There was no immediate response from the government.
In his statement, Abiy said federal police would continue searching for and detaining TPLF "criminals" and would bring them to court. The prime minister has called the offensive a law and order operation.
It was not clear if any TPLF leaders had surrendered. Debretsion said in another text message that their forces were withdrawing from around Mekelle.
Claims from all sides are difficult to verify since phone and internet links to Tigray have been down and access tightly controlled since the fighting began on November 4.
Authorities had said earlier on Saturday that government forces were in the final stages of an offensive in the region and would take care to protect civilians in Mekelle, a city of 500,000 people.
Abiy said the army had secured the release of thousands of troops from the army's Northern Command, which is based in Tigray, who he said had been held hostage by the TPLF.
Federal troops had also taken control of the airport, the regional administration office and other key facilities, Abiy said.
The government had given the TPLF an ultimatum that expired on Wednesday to lay down arms or face an assault on the city.
It was not clear if federal forces had seized weapons stocks on Saturday. The government said in the first week of the conflict that a target of its airstrikes was military hardware seized by Tigrayan forces.

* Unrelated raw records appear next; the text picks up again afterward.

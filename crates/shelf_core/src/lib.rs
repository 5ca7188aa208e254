//! # ShelfDB Core
//!
//! Convenience layer over a versioned object-store engine.
//!
//! This crate provides:
//! - Declarative schema migrations driven by an ordered list of version
//!   deltas
//! - A per-collection query and mutation API synthesized from the
//!   collection's primary key and indexes
//! - Record and index-value normalization chains
//! - A one-shot, replay-capable outcome notifier for the open handshake
//!
//! ```rust
//! use shelf_core::{open, KeyOptions, MemoryEngine, VersionDelta};
//! use std::sync::Arc;
//!
//! let deltas: Vec<VersionDelta> = vec![Box::new(|ctx| {
//!     ctx.create_collection("users", KeyOptions::path("id"), "email")
//! })];
//! let ready = open(Arc::new(MemoryEngine::new()), "app", deltas).unwrap();
//! ready.on_success(|conn| {
//!     let users = conn.store("users").unwrap();
//!     assert_eq!(users.key_path(), Some("id"));
//! });
//! ```

#![deny(unsafe_code)]
#![warn(missing_docs)]

mod connection;
mod error;
mod migration;
mod outcome;
mod store;

pub use connection::{Connection, ScanItem};
pub use error::{CoreError, CoreResult, OpenError};
pub use migration::{open, open_with, MigrationContext, VersionDelta};
pub use outcome::{Outcome, OutcomeNotifier};
pub use store::{accessor_name, IndexBinding, Normalizer, Store, StoreMeta};

pub use shelf_engine::{
    Engine, EngineError, IndexSpec, IntoIndexSpecs, Key, KeyOptions, KeyRange, MemoryEngine,
    TransactionMode,
};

Regional diplomats and experts have said that a rapid military victory might not signal the end of the conflict.
Two diplomats told Reuters it was likely that Tigrayan forces had withdrawn from Mekelle before the government's push into the city, raising the prospect of a protracted guerrilla war.

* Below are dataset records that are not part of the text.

//! Graph representation shared by every analysis routine.
//!
//! The graph is a plain [`petgraph`] undirected graph whose node weights carry
//! the caller-visible node id plus free-form string attributes (the karate
//! dataset records each member's `club`). All algorithms address nodes by
//! [`NodeIndex`] internally and report results keyed by [`NodeId`].

use petgraph::graph::{NodeIndex, UnGraph};
use serde::Serialize;
use std::collections::{BTreeMap, HashMap};

/// Caller-visible node identifier.
pub type NodeId = u32;

/// Undirected, unweighted graph used throughout the crate.
pub type ClubGraph = UnGraph<Member, ()>;

/// Node → community (or cluster) index.
pub type Partition = BTreeMap<NodeId, usize>;

/// Node → scalar score.
pub type Scores = BTreeMap<NodeId, f64>;

/// Node weight: an id plus string attributes.
#[derive(Debug, Clone, Default, PartialEq, Eq, Serialize)]
pub struct Member {
    /// Node id as it appears in input files.
    pub id: NodeId,
    /// Named attributes, e.g. `club`.
    pub attributes: BTreeMap<String, String>,
}

impl Member {
    /// Member without attributes.
    pub fn new(id: NodeId) -> Self {
        Self {
            id,
            attributes: BTreeMap::new(),
        }
    }

    /// Set an attribute.
    pub fn with_attribute(mut self, name: impl Into<String>, value: impl Into<String>) -> Self {
        self.attributes.insert(name.into(), value.into());
        self
    }
}

/// Incremental builder that keeps the graph simple: one node per id,
/// no parallel edges, no self-loops.
#[derive(Debug, Default)]
pub struct GraphBuilder {
    graph: ClubGraph,
    index: HashMap<NodeId, NodeIndex>,
}

impl GraphBuilder {
    /// Empty builder.
    pub fn new() -> Self {
        Self::default()
    }

    /// Add a node (or return the existing one with that id).
    pub fn add_node(&mut self, id: NodeId) -> NodeIndex {
        self.add_member(Member::new(id))
    }

    /// Add a member with attributes. If the id exists, its attributes are extended.
    pub fn add_member(&mut self, member: Member) -> NodeIndex {
        if let Some(&idx) = self.index.get(&member.id) {
            self.graph[idx].attributes.extend(member.attributes);
            return idx;
        }
        let id = member.id;
        let idx = self.graph.add_node(member);
        self.index.insert(id, idx);
        idx
    }

    /// Add an undirected edge, creating endpoints on demand.
    ///
    /// Returns `false` when the edge was a self-loop or already present.
    pub fn add_edge(&mut self, u: NodeId, v: NodeId) -> bool {
        let a = self.add_node(u);
        let b = self.add_node(v);
        if a == b {
            log::warn!("skipping self-loop on node {u}");
            return false;
        }
        if self.graph.find_edge(a, b).is_some() {
            return false;
        }
        self.graph.add_edge(a, b, ());
        true
    }

    /// Finish building.
    pub fn build(self) -> ClubGraph {
        self.graph
    }
}

/// Build a graph from an edge list. Node order follows first appearance.
pub fn from_edges(edges: &[(NodeId, NodeId)]) -> ClubGraph {
    let mut builder = GraphBuilder::new();
    for &(u, v) in edges {
        builder.add_edge(u, v);
    }
    builder.build()
}

/// Node ids in node-index order.
pub fn node_ids(graph: &ClubGraph) -> Vec<NodeId> {
    graph.node_weights().map(|m| m.id).collect()
}

/// Look up the index of a node id.
pub fn index_of(graph: &ClubGraph, id: NodeId) -> Option<NodeIndex> {
    graph.node_indices().find(|&i| graph[i].id == id)
}

/// Sorted neighbour lists indexed by `NodeIndex::index()`.
pub(crate) fn adjacency(graph: &ClubGraph) -> Vec<Vec<usize>> {
    let mut adj = vec![Vec::new(); graph.node_count()];
    for edge in graph.raw_edges() {
        let (a, b) = (edge.source().index(), edge.target().index());
        if a != b {
            adj[a].push(b);
            adj[b].push(a);
        }
    }
    for neighbors in &mut adj {
        neighbors.sort_unstable();
        neighbors.dedup();
    }
    adj
}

The TPLF has a history of guerrilla resistance and used Tigray's highland terrain and foreign borders to its advantage through years of armed struggle in the 1980s against a Marxist government.
The prime minister has so far rebuffed attempts at mediation. Abiy accuses Tigrayan leaders of starting the war by attacking federal troops at a base in Tigray. The TPLF says the attack was a pre-emptive strike.
NO WORD ON CASUALTIES
Abiy did not mention in his statements whether there had been casualties in the offensive to capture Mekelle.
Rights groups have been concerned that an assault on the city could lead to significant civilian casualties.
The prime minister's spokeswoman, Billene Seyoum, had said earlier on Saturday: "The safety of Ethiopians in Mekelle and Tigray region continues as priority for the federal government".
TPLF leader Debretsion told Reuters in text messages earlier on Saturday that Mekelle was under "heavy bombardment".
Billene said: "The Ethiopian National Defense Forces do not have a mission to bombard its own city and people. Mekelle remains one of Ethiopia's key cities and the efforts to bring to justice the criminal clique will not entail discriminatory 'bombardment' as alluded by TPLF and their propagandists."
Debretsion also accused the military from the neighboring country of Eritrea of crossing the border and raiding refugee camps in Tigray to capture refugees who have fled Eritrea in the past.
The Eritrean government has not responded to calls from Reuters for more than two weeks.
United Nations refugee agency chief Filippo Grandi said on Saturday that he was deeply concerned about the 100,000 Eritrean refugees in Ethiopia, and what he called unconfirmed reports of violence against them.
The TPLF and Eritrea are archenemies: the TPLF was in charge in Addis Ababa when Ethiopia and Eritrea fought a war from 1998-2000. But Eritrea and Abiy have warm relations. The Ethiopian government has denied TPLF accusations that Eritrean troops are operating on Ethiopian soil.
Eritrea is one of the world's most repressive nations and around 10% of the population has fled.
Tigrayans, who make up about 6% of the Ethiopian population of 115 million, dominated the government until Abiy took power two years ago. He pledged to unite Ethiopians and introduce freedoms after years of state repression that filled jails with tens of thousands of political prisoners.
His government also put senior Tigrayan officials on trial for crimes such as corruption, torture and murder. The Tigrayan region saw those trials as discrimination.